Did you install one version of Open MPI over another version?

    https://www.open-mpi.org/faq/?category=building#install-overwrite


> On Jan 30, 2018, at 2:09 PM, Vahid Askarpour <vh261...@dal.ca> wrote:
> 
> This is just an update on how things turned out with openmpi-3.0.x.
> 
> I compiled both EPW and openmpi with intel14. In the past, EPW crashed for 
> both intel16 and 17. However, with intel14 and openmpi/1.8.8 , I have been 
> getting results consistently.
> 
> The nscf.in worked with the -i argument.

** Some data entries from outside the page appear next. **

use crate::config::Config;
use crate::context::CrewContext;
use crate::team::{self, NewTeam, TeamConfig};
use crate::workspace::{ManualClock, SequentialIds, Workspace};
use chrono::{DateTime, TimeZone, Utc};
use std::sync::Arc;
use tempfile::TempDir;

/// A workspace rooted in a temp dir with a manual clock and sequential ids.
pub(crate) struct TestWorkspace {
    pub ws: Workspace,
    pub clock: Arc<ManualClock>,
    _temp_dir: TempDir,
}

pub(crate) fn start_time() -> DateTime<Utc> {
    Utc.with_ymd_and_hms(2026, 1, 15, 9, 0, 0).unwrap()
}

pub(crate) fn test_config() -> Config {
    Config {
        // Fast polling keeps contention tests quick.
        lock_poll_interval_ms: 1,
        inbox_poll_interval_ms: 5,
        ..Config::default()
    }
}

pub(crate) fn test_workspace() -> TestWorkspace {
    test_workspace_with(test_config())
}

pub(crate) fn test_workspace_with(config: Config) -> TestWorkspace {
    let temp_dir = TempDir::new().unwrap();
    let clock = Arc::new(ManualClock::new(start_time()));
    let ws = Workspace::with_services(
        CrewContext::new(temp_dir.path().join("crew")),
        config,
        clock.clone(),
        Arc::new(SequentialIds::default()),
    );
    TestWorkspace {
        ws,
        clock,
        _temp_dir: temp_dir,
    }
}

/// Create `name` led by `leader`, plus the given `(agent, role)` members.
pub(crate) fn create_test_team(ws: &Workspace, name: &str, leader: &str, members: &[(&str, &str)]) -> TeamConfig {
    let (mut config, _) = team::create_team(
        ws,
        NewTeam {
            name: name.to_string(),
            leader: leader.to_string(),
            ..NewTeam::default()
        },
    )
    .unwrap();
    for (agent, role) in members {
        config = team::join_team(ws, name, agent, role).unwrap().0;
    }
    config
}
//! Durable document store for crewfs.
//!
//! Shared state lives in JSON documents that are only ever replaced
//! atomically and only ever mutated inside [`DocumentStore::locked_transaction`].
//! Reads validate shape on the way in; writes validate on the way out.

mod document;
mod schema;

#[cfg(test)]
mod tests;

pub use document::DocumentStore;
pub use schema::{FieldError, Validate, require_non_empty};
//! Structural validation for persisted documents.

use std::fmt;

/// A field-level shape violation.
#[derive(Debug, Clone, PartialEq, Eq)]
pub struct FieldError {
    /// Dotted path of the offending field (e.g. `members[2].id`).
    pub field: String,
    pub message: String,
}

impl FieldError {
    pub fn new(field: impl Into<String>, message: impl Into<String>) -> Self {
        Self {
            field: field.into(),
            message: message.into(),
        }
    }
}

impl fmt::Display for FieldError {
    fn fmt(&self, f: &mut fmt::Formatter<'_>) -> fmt::Result {
        write!(f, "field `{}`: {}", self.field, self.message)
    }
}

/// Invariants a document must satisfy beyond what serde's shape checks cover.
///
/// Checked after every read and before every write.
pub trait Validate {
    fn validate(&self) -> Result<(), FieldError>;
}

impl<T: Validate> Validate for Vec<T> {
    fn validate(&self) -> Result<(), FieldError> {
        for (i, item) in self.iter().enumerate() {
            item.validate()
                .map_err(|e| FieldError::new(format!("[{}].{}", i, e.field), e.message))?;
        }
        Ok(())
    }
}

/// Reject empty or whitespace-only strings.
pub fn require_non_empty(field: &str, value: &str) -> Result<(), FieldError> {
    if value.trim().is_empty() {
        Err(FieldError::new(field, "must not be empty"))
    } else {
        Ok(())
    }
}
//! Message and inbox document model.

use crate::events::EventType;
use crate::store::{FieldError, Validate, require_non_empty};
use chrono::{DateTime, Utc};
use serde::{Deserialize, Serialize};

/// Message content.
#[derive(Debug, Clone, PartialEq, Serialize, Deserialize)]
#[serde(tag = "type", rename_all = "snake_case")]
pub enum MessageBody {
    Text {
        text: String,
    },
    TaskAssigned {
        task_id: String,
        title: String,
    },
    Notification {
        summary: String,
        #[serde(default, skip_serializing_if = "Option::is_none")]
        event_type: Option<EventType>,
        #[serde(default, skip_serializing_if = "Option::is_none")]
        event_id: Option<String>,
    },
    ShutdownRequest {
        #[serde(default, skip_serializing_if = "Option::is_none")]
        reason: Option<String>,
    },
}

impl MessageBody {
    pub fn kind(&self) -> &'static str {
        match self {
            MessageBody::Text { .. } => "text",
            MessageBody::TaskAssigned { .. } => "task_assigned",
            MessageBody::Notification { .. } => "notification",
            MessageBody::ShutdownRequest { .. } => "shutdown_request",
        }
    }
}

#[derive(Debug, Clone, PartialEq, Serialize, Deserialize)]
pub struct Message {
    pub id: String,
    pub from: String,
    pub to: String,
    pub sent_at: DateTime<Utc>,
    #[serde(default)]
    pub read: bool,
    pub body: MessageBody,
}

/// One agent's inbox (`teams/<team>/inboxes/<agent>.json`), oldest first.
#[derive(Debug, Clone, PartialEq, Serialize, Deserialize)]
pub struct Inbox {
    pub agent: String,
    #[serde(default)]
    pub messages: Vec<Message>,
}

impl Inbox {
    pub fn new(agent: impl Into<String>) -> Self {
        Self {
            agent: agent.into(),
            messages: Vec::new(),
        }
    }

    pub fn unread(&self) -> impl Iterator<Item = &Message> {
        self.messages.iter().filter(|m| !m.read)
    }

    /// Drop the oldest read messages beyond `keep`.
    pub fn prune_read(&mut self, keep: usize) {
        let read = self.messages.iter().filter(|m| m.read).count();
        let mut excess = read.saturating_sub(keep);
        self.messages.retain(|m| {
            if m.read && excess > 0 {
                excess -= 1;
                false
            } else {
                true
            }
        });
    }
}

impl Validate for Inbox {
    fn validate(&self) -> Result<(), FieldError> {
        require_non_empty("agent", &self.agent)?;
        for (i, message) in self.messages.iter().enumerate() {
            require_non_empty(&format!("messages[{}].id", i), &message.id)?;
            if message.to != self.agent {
                return Err(FieldError::new(
                    format!("messages[{}].to", i),
                    format!("addressed to '{}', not '{}'", message.to, self.agent),
                ));
            }
        }
        Ok(())
    }
}

/// Outcome of a poll.
#[derive(Debug, Clone, PartialEq, Serialize)]
pub struct PollResult {
    pub messages: Vec<Message>,
    /// No message arrived before the timeout.
    pub timed_out: bool,
}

However, when I ran EPW with 
> intel14/openmpi-3.0.x, I get the following error:
> 
> mca_base_component_repository_open: unable to open mca_io_romio314: 
> libgpfs.so: cannot open shared object file: No such file or directory 
> (ignored)
> 
> What is interesting is that this error occurs in the middle of a long loop. 

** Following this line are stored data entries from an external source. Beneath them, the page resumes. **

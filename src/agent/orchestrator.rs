//! Hooks for starting and stopping agent worker processes.
//!
//! crewfs only records agent state; actually running a worker is delegated
//! to an [`Orchestrator`]. The default does nothing. [`CommandOrchestrator`]
//! runs configured shell-style command templates.

use super::model::AgentState;
use super::template::{TemplateError, render};
use crate::config::Config;
use crate::context::{AGENT_ENV, ROOT_ENV, TEAM_ENV};
use crate::error::{CrewError, Result};
use crate::workspace::Workspace;
use std::collections::{BTreeMap, HashMap};
use std::fs::{File, OpenOptions};
use std::path::Path;
use std::process::{Child, Command, Stdio};
use std::sync::{Mutex, MutexGuard};
use std::time::{Duration, Instant};
use tracing::{debug, info, warn};

/// Starts and stops the process behind an agent.
pub trait Orchestrator: Send + Sync {
    /// Start a worker for `agent`. Returns its pid when one is known.
    fn launch(&self, ws: &Workspace, team: &str, agent: &AgentState) -> Result<Option<u32>>;

    /// Stop the worker for `agent`.
    fn stop(&self, ws: &Workspace, team: &str, agent: &AgentState) -> Result<()>;
}

/// Tracks state only; never starts a process.
#[derive(Debug, Clone, Copy, Default)]
pub struct NoopOrchestrator;

impl Orchestrator for NoopOrchestrator {
    fn launch(&self, _ws: &Workspace, team: &str, agent: &AgentState) -> Result<Option<u32>> {
        debug!(team, agent = %agent.id, "no orchestrator configured, nothing to launch");
        Ok(None)
    }

    fn stop(&self, _ws: &Workspace, _team: &str, _agent: &AgentState) -> Result<()> {
        Ok(())
    }
}

/// Runs command templates from the config.
///
/// The launch command is spawned detached with its output appended to
/// `teams/<team>/logs/<agent>.{stdout,stderr}.log` and `CREWFS_ROOT`,
/// `CREWFS_TEAM`, `CREWFS_AGENT` set. The stop command is run to completion
/// and killed if it outlives the timeout.
///
/// Launched children are kept until they are reaped: on `stop` the worker is
/// waited for (and killed after the timeout), and every `launch` first
/// collects workers that have already exited.
#[derive(Debug)]
pub struct CommandOrchestrator {
    launch: String,
    stop: Option<String>,
    stop_timeout: Duration,
    children: Mutex<HashMap<u32, Child>>,
}

impl CommandOrchestrator {
    pub fn new(launch: impl Into<String>, stop: Option<String>, stop_timeout: Duration) -> Self {
        Self {
            launch: launch.into(),
            stop,
            stop_timeout,
            children: Mutex::new(HashMap::new()),
        }
    }

    fn children(&self) -> MutexGuard<'_, HashMap<u32, Child>> {
        self.children.lock().unwrap_or_else(|poison| poison.into_inner())
    }

    /// Collect workers that have exited on their own.
    fn reap_exited(&self) {
        self.children().retain(|pid, child| match child.try_wait() {
            Ok(Some(status)) => {
                debug!(pid, %status, "agent process exited");
                false
            }
            Ok(None) => true,
            Err(e) => {
                warn!(pid, error = %e, "cannot check agent process, forgetting it");
                false
            }
        });
    }

    fn run_stop_command(&self, ws: &Workspace, team: &str, agent: &AgentState, template: &str) -> Result<()> {
        let (mut command, rendered) = build_command(template, &variables(ws, team, agent))?;
        let mut child = command
            .env(ROOT_ENV, &ws.ctx.root)
            .env(TEAM_ENV, team)
            .env(AGENT_ENV, &agent.id)
            .stdin(Stdio::null())
            .stdout(Stdio::null())
            .stderr(Stdio::null())
            .spawn()
            .map_err(|e| CrewError::Io(format!("failed to run stop command '{}': {}", rendered, e)))?;

        match wait_with_timeout(&mut child, self.stop_timeout)? {
            Some(0) => {
                debug!(team, agent = %agent.id, "stop command finished");
                Ok(())
            }
            Some(code) => Err(CrewError::Io(format!(
                "stop command '{}' exited with status {}",
                rendered, code
            ))),
            None => Err(CrewError::Io(format!(
                "stop command '{}' did not finish within {}s and was killed",
                rendered,
                self.stop_timeout.as_secs()
            ))),
        }
    }
}

/// The orchestrator described by `config`.
pub fn from_config(config: &Config) -> Box<dyn Orchestrator> {
    match &config.agent_launch_command {
        Some(launch) => Box::new(CommandOrchestrator::new(
            launch.clone(),
            config.agent_stop_command.clone(),
            Duration::from_secs(config.agent_stop_timeout_secs),
        )),
        None => Box::new(NoopOrchestrator),
    }
}

fn variables<'a>(ws: &Workspace, team: &str, agent: &AgentState) -> BTreeMap<&'a str, String> {
    let mut vars = BTreeMap::new();
    vars.insert("root", ws.ctx.root.display().to_string());
    vars.insert("team", team.to_string());
    vars.insert("agent", agent.id.clone());
    vars.insert("role", agent.role.clone());
    if let Some(pid) = agent.pid {
        vars.insert("pid", pid.to_string());
    }
    vars
}

/// Render and split a template into program and arguments.
fn build_command(template: &str, vars: &BTreeMap<&str, String>) -> Result<(Command, String)> {
    let rendered = render(template, vars).map_err(|e| match e {
        TemplateError::UndefinedVariable { name, .. } => CrewError::UserError(format!(
            "orchestrator command references undefined variable '{}'\n\
             Command: {}\n\
             Available variables: {}",
            name,
            template,
            vars.keys().copied().collect::<Vec<_>>().join(", ")
        )),
        other => CrewError::UserError(format!(
            "invalid orchestrator command '{}': {}",
            template, other
        )),
    })?;

    let args = shell_words::split(&rendered).map_err(|e| {
        CrewError::UserError(format!(
            "failed to parse orchestrator command '{}': {}\n\
             Fix: check for unmatched quotes or invalid escape sequences.",
            rendered, e
        ))
    })?;
    let Some((program, rest)) = args.split_first() else {
        return Err(CrewError::UserError(format!(
            "orchestrator command is empty after parsing: '{}'",
            rendered
        )));
    };

    let mut command = Command::new(program);
    command.args(rest);
    Ok((command, rendered))
}

fn open_log(path: &Path) -> Result<File> {
    OpenOptions::new()
        .create(true)
        .append(true)
        .open(path)
        .map_err(|e| CrewError::Io(format!("failed to open log '{}': {}", path.display(), e)))
}

impl Orchestrator for CommandOrchestrator {
    fn launch(&self, ws: &Workspace, team: &str, agent: &AgentState) -> Result<Option<u32>> {
        self.reap_exited();
        let (mut command, rendered) = build_command(&self.launch, &variables(ws, team, agent))?;

        let logs_dir = ws.ctx.team_dir(team).join("logs");
        std::fs::create_dir_all(&logs_dir).map_err(|e| {
            CrewError::Io(format!(
                "failed to create logs directory '{}': {}",
                logs_dir.display(),
                e
            ))
        })?;
        let stdout = open_log(&logs_dir.join(format!("{}.stdout.log", agent.id)))?;
        let stderr = open_log(&logs_dir.join(format!("{}.stderr.log", agent.id)))?;

        let child = command
            .env(ROOT_ENV, &ws.ctx.root)
            .env(TEAM_ENV, team)
            .env(AGENT_ENV, &agent.id)
            .stdin(Stdio::null())
            .stdout(Stdio::from(stdout))
            .stderr(Stdio::from(stderr))
            .spawn()
            .map_err(|e| {
                CrewError::Io(format!(
                    "failed to launch agent '{}' with '{}': {}\n\
                     Fix: ensure the command is installed and in PATH.",
                    agent.id, rendered, e
                ))
            })?;

        let pid = child.id();
        info!(team, agent = %agent.id, pid, command = %rendered, "agent process launched");
        self.children().insert(pid, child);
        Ok(Some(pid))
    }

    fn stop(&self, ws: &Workspace, team: &str, agent: &AgentState) -> Result<()> {
        let Some(template) = &self.stop else {
            warn!(team, agent = %agent.id, pid = ?agent.pid, "no stop command configured, leaving process running");
            self.reap_exited();
            return Ok(());
        };

        let tracked = agent.pid.and_then(|pid| self.children().remove(&pid));
        let result = self.run_stop_command(ws, team, agent, template);

        if let Some(mut child) = tracked {
            match wait_with_timeout(&mut child, self.stop_timeout) {
                Ok(code) => debug!(team, agent = %agent.id, pid = child.id(), ?code, "agent process reaped"),
                Err(e) => warn!(team, agent = %agent.id, error = %e, "failed to reap agent process"),
            }
        }
        result
    }
}

/// Wait for `child`, killing it after `timeout`. Returns the exit code, or
/// `None` if it was killed or ended by a signal.
fn wait_with_timeout(child: &mut Child, timeout: Duration) -> Result<Option<i32>> {
    let start = Instant::now();
    let poll_interval = Duration::from_millis(20);

    loop {
        match child.try_wait() {
            Ok(Some(status)) => return Ok(status.code()),
            Ok(None) if start.elapsed() >= timeout => {
                let _ = child.kill();
                let _ = child.wait();
                return Ok(None);
            }
            Ok(None) => std::thread::sleep(poll_interval),
            Err(e) => {
                return Err(CrewError::Io(format!("failed to check process status: {}", e)));
            }
        }
    }
}
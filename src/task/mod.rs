//! Task graph for crewfs.
//!
//! Tasks are JSON documents under `teams/<team>/tasks/`. Each records the
//! tasks it depends on (`dependencies`) and, as reverse edges, the tasks
//! waiting on it (`blocks`). The module enforces:
//!
//! - Status only moves forward: `pending -> in_progress -> completed`
//! - A task cannot start or complete while a dependency is unfinished
//! - The dependency graph stays acyclic
//! - Completing a task reports each dependent it fully unblocks, once
//!
//! # Task Document
//!
//! ```text
//! {
//!   "id": "task-3f9a1c2b7d4e",
//!   "title": "Wire up the parser",
//!   "priority": "high",
//!   "status": "pending",
//!   "dependencies": ["task-0b12c9e4aa10"],
//!   "blocks": [],
//!   "created_at": "2026-01-15T09:00:00Z",
//!   "updated_at": "2026-01-15T09:00:00Z"
//! }
//! ```

mod graph;
mod model;
mod ops;


pub use model::{Priority, Task, TaskFilter, TaskInput, TaskPatch, TaskStatus};
pub use ops::{claim, create, get, list, unblocked_pending, update};
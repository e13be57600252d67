//! Lock metadata structures and utilities.

use super::types::LockMode;
use crate::error::{CrewError, Result};
use chrono::{DateTime, Duration, Utc};
use serde::{Deserialize, Serialize};
use std::fs;
use std::path::Path;

/// Lock metadata stored in marker files.
#[derive(Debug, Clone, Serialize, Deserialize)]
pub struct LockMetadata {
    /// Owner of the lock (e.g., `user@HOST`).
    pub owner: String,

    /// Process ID of the lock holder (optional).
    #[serde(skip_serializing_if = "Option::is_none")]
    pub pid: Option<u32>,

    /// Timestamp when the lock was created (RFC3339).
    pub created_at: DateTime<Utc>,

    pub mode: LockMode,

    /// The operation holding the lock (e.g. `task.update`).
    pub action: String,
}

impl LockMetadata {
    /// Create new lock metadata with the current timestamp.
    pub fn new(mode: LockMode, action: &str) -> Self {
        Self {
            owner: get_owner_string(),
            pid: Some(std::process::id()),
            created_at: Utc::now(),
            mode,
            action: action.to_string(),
        }
    }

    /// Parse lock metadata from a marker file.
    pub fn from_file<P: AsRef<Path>>(path: P) -> Result<Self> {
        let path = path.as_ref();
        let content = fs::read_to_string(path).map_err(|e| {
            CrewError::Lock(format!(
                "failed to read lock file '{}': {}",
                path.display(),
                e
            ))
        })?;

        serde_json::from_str(&content).map_err(|e| CrewError::parse(path.display(), e.to_string()))
    }

    /// Serialize lock metadata to JSON string.
    pub fn to_json(&self) -> Result<String> {
        serde_json::to_string_pretty(self)
            .map_err(|e| CrewError::Lock(format!("failed to serialize lock metadata: {}", e)))
    }

    pub fn age(&self) -> Duration {
        Utc::now().signed_duration_since(self.created_at)
    }

    /// Format the age as a human-readable string.
    pub fn age_string(&self) -> String {
        let age = self.age();
        let minutes = age.num_minutes();
        let hours = age.num_hours();
        let days = age.num_days();

        if days > 0 {
            format!("{}d {}h", days, hours % 24)
        } else if hours > 0 {
            format!("{}h {}m", hours, minutes % 60)
        } else {
            format!("{}m", minutes)
        }
    }

    /// Check if the lock is stale based on the given threshold in minutes.
    pub fn is_stale(&self, stale_minutes: u32) -> bool {
        self.age().num_minutes() > stale_minutes as i64
    }
}

/// Get the owner string for lock metadata.
pub(crate) fn get_owner_string() -> String {
    let user = std::env::var("USER")
        .or_else(|_| std::env::var("USERNAME"))
        .unwrap_or_else(|_| "unknown".to_string());

    let host = hostname::get()
        .map(|h| h.to_string_lossy().to_string())
        .unwrap_or_else(|_| "unknown".to_string());

    format!("{}@{}", user, host)
}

> Since the loop repeats over different coordinates, the error may not be 
> coming from the gpfs library.
> 
> Cheers,
> 
> Vahid
> 
>> On Jan 23, 2018, at 9:52 AM, Gilles Gouaillardet 
>> <gilles.gouaillar...@gmail.com> wrote:
>> 
>> Fair enough,
>> 
>> To be on the safe side, I encourage you to use the latest Intel compilers
>> 
>> Cheers,
>> 
>> Gilles
>> 
>> Vahid Askarpour <vh261...@dal.ca> wrote:
>> Gilles,
>> 
>> I have not tried compiling the latest openmpi with GCC. I am waiting to see 
>> how the intel version turns out before attempting GCC.
>> 
>> Cheers,
>> 
>> Vahid
>> 
>>> On Jan 23, 2018, at 9:33 AM, Gilles Gouaillardet 
>>> <gilles.gouaillar...@gmail.com> wrote:
>>> 
>>> Vahid,
>>> 
>>> There used to be a bug in the IOF part, but I am pretty sure this has 
>>> already been fixed.
>>> 
>>> Does the issue also occur with GNU compilers ?

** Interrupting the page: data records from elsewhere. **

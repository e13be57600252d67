//! Error types for crewfs.
//!
//! Uses thiserror for derive macros. Every variant carries a user-actionable
//! message and maps to a stable kind string and exit code, so callers of the
//! exposed operations never see a raw parse or I/O error.

use crate::exit_codes;
use thiserror::Error;

/// Main error type for crewfs operations.
#[derive(Error, Debug)]
pub enum CrewError {
    /// A persisted document does not have the expected shape.
    #[error("validation failed for '{path}': {message}")]
    Validation { path: String, message: String },

    /// A referenced team, task, agent, or rule does not exist.
    #[error("not found: {0}")]
    NotFound(String),

    /// The requested change conflicts with current state (status regression,
    /// dependency cycle, blocked claim, illegal lifecycle transition).
    #[error("conflict: {0}")]
    Conflict(String),

    /// Lock could not be acquired or released.
    #[error("lock acquisition failed: {0}")]
    Lock(String),

    /// A document on disk is not valid JSON.
    #[error("failed to parse '{path}': {message}")]
    Parse { path: String, message: String },

    /// Filesystem operation failed.
    #[error("I/O error: {0}")]
    Io(String),

    /// The acting agent lacks the role permission for the operation.
    #[error("permission denied: {0}")]
    PermissionDenied(String),

    /// A dispatch action could not complete.
    #[error("action failed: {0}")]
    ActionFailed(String),

    /// Invalid arguments or missing ambient context.
    #[error("{0}")]
    UserError(String),
}

impl CrewError {
    pub(crate) fn validation(path: impl std::fmt::Display, message: impl Into<String>) -> Self {
        CrewError::Validation {
            path: path.to_string(),
            message: message.into(),
        }
    }

    pub(crate) fn parse(path: impl std::fmt::Display, message: impl Into<String>) -> Self {
        CrewError::Parse {
            path: path.to_string(),
            message: message.into(),
        }
    }

    /// Stable kind string surfaced alongside the message.
    pub fn kind(&self) -> &'static str {
        match self {
            CrewError::Validation { .. } => "validation",
            CrewError::NotFound(_) => "not_found",
            CrewError::Conflict(_) => "conflict",
            CrewError::Lock(_) => "lock",
            CrewError::Parse { .. } => "parse",
            CrewError::Io(_) => "io",
            CrewError::PermissionDenied(_) => "permission_denied",
            CrewError::ActionFailed(_) => "action_failed",
            CrewError::UserError(_) => "user",
        }
    }

    /// Returns the appropriate exit code for this error type.
    pub fn exit_code(&self) -> i32 {
        match self {
            CrewError::UserError(_) | CrewError::Io(_) | CrewError::ActionFailed(_) => {
                exit_codes::USER_ERROR
            }
            CrewError::Validation { .. } | CrewError::Parse { .. } => {
                exit_codes::VALIDATION_FAILURE
            }
            CrewError::Conflict(_) | CrewError::PermissionDenied(_) => exit_codes::CONFLICT,
            CrewError::Lock(_) => exit_codes::LOCK_FAILURE,
            CrewError::NotFound(_) => exit_codes::NOT_FOUND,
        }
    }
}

/// Result type alias for crewfs operations.
pub type Result<T> = std::result::Result<T, CrewError>;
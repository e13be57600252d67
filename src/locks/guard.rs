//! RAII lock guard implementation.

use super::types::LockMode;
use crate::error::{CrewError, Result};
use std::fs;
use std::path::{Path, PathBuf};
use tracing::warn;

/// RAII guard for a lock marker.
///
/// When dropped, the marker file is deleted. If deletion fails a warning is
/// logged but no panic occurs, so a protected section that returns early or
/// unwinds still releases its lock.
#[derive(Debug)]
pub struct LockGuard {
    /// Path to the marker file (the `.lock` file or a reader marker).
    path: PathBuf,

    mode: LockMode,

    released: bool,
}

impl LockGuard {
    pub(super) fn new(path: PathBuf, mode: LockMode) -> Self {
        Self {
            path,
            mode,
            released: false,
        }
    }

    pub fn path(&self) -> &Path {
        &self.path
    }

    pub fn mode(&self) -> LockMode {
        self.mode
    }

    /// Release the lock before the guard goes out of scope, surfacing errors.
    pub fn release(mut self) -> Result<()> {
        self.released = true;
        fs::remove_file(&self.path).map_err(|e| {
            CrewError::Lock(format!(
                "failed to release lock '{}': {}",
                self.path.display(),
                e
            ))
        })
    }
}

impl Drop for LockGuard {
    fn drop(&mut self) {
        if !self.released
            && let Err(e) = fs::remove_file(&self.path)
        {
            warn!(path = %self.path.display(), error = %e, "failed to release lock");
        }
    }
}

>>> There used to be an issue with Intel Fortran runtime (short read/write were 
>>> silently ignored) and that was also fixed some time ago.
>>> 
>>> Cheers,
>>> 
>>> Gilles
>>> 
>>> Vahid Askarpour <vh261...@dal.ca> wrote:
>>> This would work for Quantum Espresso input. I am waiting to see what 
>>> happens to EPW. I don’t think EPW accepts the -i argument. I will report 
>>> back once the EPW job is done.
>>> 
>>> Cheers,
>>> 
>>> Vahid
>>>  
>>>> On Jan 22, 2018, at 6:05 PM, Edgar Gabriel <egabr...@central.uh.edu> wrote:
>>>> 
>>>> well, my final comment on this topic, as somebody suggested earlier in 
>>>> this email chain, if you provide the input with the -i argument instead of 
>>>> piping from standard input, things seem to work as far as I can see 
>>>> (disclaimer: I do not know what the final outcome should be. I just see 
>>>> that the application does not complain about the 'end of file while 
>>>> reading crystal k points'). So maybe that is the most simple solution.
>>>> 
>>>> Thanks
>>>> Edgar
>>>> 
>>>> On 1/22/2018 1:17 PM, Edgar Gabriel wrote:
>>>>> after some further investigation, I am fairly confident that this is not 
>>>>> an MPI I/O problem. 
>>>>> The input file input_tmp.in is generated in this sequence of instructions 
>>>>> (which is in Modules/open_close_input_file.f90)
>>>>> ---
>>>>>   IF ( TRIM(input_file_) /= ' ' ) THEn
>>>>>      !
>>>>>      ! copy file to be opened into input_file
>>>>>      !
>>>>>      input_file = input_file_
>>>>>      !
>>>>>   ELSE
>>>>>      !
>>>>>      ! if no file specified then copy from standard input
>>>>>      !
>>>>>      input_file="input_tmp.in"
>>>>>      OPEN(UNIT = stdtmp, FILE=trim(input_file), FORM='formatted', &
>>>>>           STATUS='unknown', IOSTAT = ierr )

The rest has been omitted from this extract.